Fur seals are distinguished by visible external ear flaps and hind flippers which rotate forward, allowing them to move quickly on land.
This pointy-nosed fur seal has long pale whiskers and a body covered with two layers of fur. Their coat is dark grey-brown on the back, and lighter below; when wet kekeno look almost black.
Kekeno Kaikoura seals are very good swimmers and weaned pups will turn up almost anywhere around New Zealand.
On land they sometimes become disoriented and have been found in unusual places such as back-yards, drains and streets.
- Adult females: maximum length 1.5 m, weight 30-50 kg.
- Adult males: maximum length 2.5 m, weight 90-150 kg.
In New Zealand, minimum estimates of the fur seal population are 50- 60,000, but this is almost certainly an underestimate. Recent work in Otago has shown there was a population increase of 25% per year between 1982 and 1994 and surveys in 1995 indicated this was continuing.
A similar rate of increase has been noted in the Nelson/Marlborough region and also in the Sub-Antarctic Bounty Islands. Since 1991, the fur seal population has recommenced breeding on the North Island.
Diet and foraging
Kekeno feed mainly on squid and small mid-water fish but also take larger species such as conger eels, barracuda, jack mackerel and hoki mostly off the continental shelf in depths greater than 22 metres.

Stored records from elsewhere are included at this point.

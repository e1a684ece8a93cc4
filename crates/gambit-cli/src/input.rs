//! Console line parsing.

use gambit_core::{Move, PieceKind, Square};

/// One line typed at the prompt.
#[derive(Debug, Clone, PartialEq, Eq)]
pub enum Command {
    /// Coordinate move such as `e2e4` or `e7e8q`.
    Move {
        from: Square,
        to: Square,
        promotion: Option<PieceKind>,
    },
    /// Algebraic move such as `Nf3` or `O-O`, resolved against the position.
    San(String),
    New,
    Help,
    /// Forwarded to the chat console, which decides whether a hint is due.
    Hint(String),
    Pause,
    Board,
    Moves(Square),
    State,
    Quit,
    Chat(String),
    Empty,
}

impl Command {
    pub fn parse(line: &str) -> Command {
        let line = line.trim();
        let lower = line.to_lowercase();
        let mut words = lower.split_whitespace();
        let head = words.next().unwrap_or("");

        match head {
            "" => return Command::Empty,
            "new" | "reset" => return Command::New,
            "help" | "?" => return Command::Help,
            "hint" | "suggest" => return Command::Hint(line.to_string()),
            "pause" | "resume" => return Command::Pause,
            "board" | "fen" => return Command::Board,
            "state" => return Command::State,
            "quit" | "exit" => return Command::Quit,
            "moves" => {
                if let Some(Ok(square)) = words.next().map(str::parse::<Square>) {
                    return Command::Moves(square);
                }
            }
            _ => {}
        }

        if line.contains(char::is_whitespace) {
            return Command::Chat(line.to_string());
        }
        if let Ok(mv) = Move::from_uci(&lower) {
            return Command::Move {
                from: mv.from,
                to: mv.to,
                promotion: mv.promotion,
            };
        }
        if looks_like_san(line) {
            return Command::San(line.to_string());
        }
        Command::Chat(line.to_string())
    }
}

fn looks_like_san(word: &str) -> bool {
    if matches!(word, "O-O" | "O-O-O" | "0-0" | "0-0-0") {
        return true;
    }
    let allowed = |c: char| "KQRBNabcdefghx12345678=+#!?".contains(c);
    (2..=8).contains(&word.len())
        && word.chars().all(allowed)
        && word.chars().any(|c| c.is_ascii_digit())
}
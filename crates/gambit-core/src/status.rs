//! Position status as reported by the rules oracle.

use serde::{Deserialize, Serialize};
use std::fmt;

/// Status of a position from the point of view of the side to move.
#[derive(Debug, Clone, Copy, PartialEq, Eq, Hash, Serialize, Deserialize)]
#[serde(rename_all = "lowercase")]
pub enum GameStatus {
    /// Play continues, side to move is not in check.
    Active,
    /// Play continues, side to move is in check.
    Check,
    /// Side to move is in check and has no legal moves.
    Checkmate,
    /// Side to move is not in check and has no legal moves.
    Stalemate,
    /// Drawn by insufficient material or the fifty-move rule.
    Draw,
}

impl GameStatus {
    /// Returns true if no further moves may be played.
    #[inline]
    pub const fn is_terminal(self) -> bool {
        matches!(
            self,
            GameStatus::Checkmate | GameStatus::Stalemate | GameStatus::Draw
        )
    }
}

impl fmt::Display for GameStatus {
    fn fmt(&self, f: &mut fmt::Formatter<'_>) -> fmt::Result {
        let s = match self {
            GameStatus::Active => "active",
            GameStatus::Check => "check",
            GameStatus::Checkmate => "checkmate",
            GameStatus::Stalemate => "stalemate",
            GameStatus::Draw => "draw",
        };
        f.write_str(s)
    }
}
//! Session-level errors.

use crate::{GamePhase, PolicyError};
use gambit_core::{Side, Square};
use gambit_rules::RulesError;
use thiserror::Error;

/// Errors from session operations. All of them leave the session unchanged.
#[derive(Debug, Clone, Error, PartialEq, Eq)]
pub enum SessionError {
    /// The rules oracle rejected the move.
    #[error("illegal move: {from}{to}")]
    IllegalMove { from: Square, to: Square },

    /// The operation is not valid in the current phase.
    #[error("cannot {op} while {phase}")]
    InvalidPhaseTransition { op: &'static str, phase: GamePhase },

    /// A player move arrived while the computer is to move.
    #[error("not your turn: {to_move} is to move")]
    WrongTurn { to_move: Side },

    /// A computer move was requested while the player is to move.
    #[error("not the computer's turn")]
    NotAiTurn,

    #[error(transparent)]
    Policy(#[from] PolicyError),

    #[error(transparent)]
    Rules(RulesError),
}

impl From<RulesError> for SessionError {
    fn from(err: RulesError) -> Self {
        match err {
            RulesError::IllegalMove { from, to } => SessionError::IllegalMove { from, to },
            other => SessionError::Rules(other),
        }
    }
}
//! Core value types for a chess game session.
//!
//! This crate provides the plain data the rest of the workspace passes around:
//! - [`Side`] for the two players
//! - [`Square`] for validated board coordinates
//! - [`PieceKind`] for piece roles
//! - [`Move`] for an applied or candidate move record
//! - [`GameStatus`] for the rules oracle's verdict on a position
//! - [`FenFields`] for structural validation of 6-field FEN strings
//!
//! Nothing in here knows the rules of chess. Legality lives behind the
//! rules oracle in `gambit-rules`.

mod fen;
mod mov;
mod piece;
mod side;
mod square;
mod status;

pub use fen::{FenError, FenFields};
pub use mov::{Move, ParseMoveError};
pub use piece::PieceKind;
pub use side::Side;
pub use square::{Square, SquareError};
pub use status::GameStatus;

The New Zealand fur seal dives deeper and longer than any other fur seal. Female fur seals on the West Coast are known to (occasionally) dive deeper than 238 m, and for as long as 11 minutes.
Most dives are only 1-2 minutes. Most of their prey species follow a vertical migration, i.e. they come nearer the surface in the middle of the night, and sink back to deeper depths during the day.
In autumn and winter, they dive much deeper with many dives deeper than 100m. At least some females dive deeper than 240m, and from satellite tracking they may forage up to 200km beyond the continental slope in water deeper than 1000m.
The Kekeno fur seal spends a lot of their time on rocky shores, at sites called haul-outs. Every year, these sociable animals return to the same area for the breeding season.
Females reach sexual maturity between 4 and 6 years and will give birth to a single pup more or less every year until their death at on average 14-17 years.
Females mate 6-8 days after the birth of their pup, even before their first foraging trip. Delayed implantation means the egg is fertilised, but does not implant in the uterine wall for another 3 months.
Gestation is about 9 months, even though the female is mated 360 days before she gives birth.
The breeding season is from mid-November to mid-January. Pups are suckled for about 300 days, though some will continue to suckle into their second year.
Females alternate foraging trips (periods of 1-20 days at sea) to feed, with attendance periods (1-2 days), where they are at the rookery to suckle the pup.
Pups start to feed on solid food before weaning, and spend a large proportion of time playing with other pups and objects such as seaweed and reef fish.
Juvenile fur seals have been found over 1000 km from their place of birth. Males are sexually mature at 5- 6 years, but are unlikely to be socially mature (able to hold a territory) for at least another 3 years.
Dominant bulls put on displays of glaring and posturing and fighting with other males just prior to the breeding season to gain territories.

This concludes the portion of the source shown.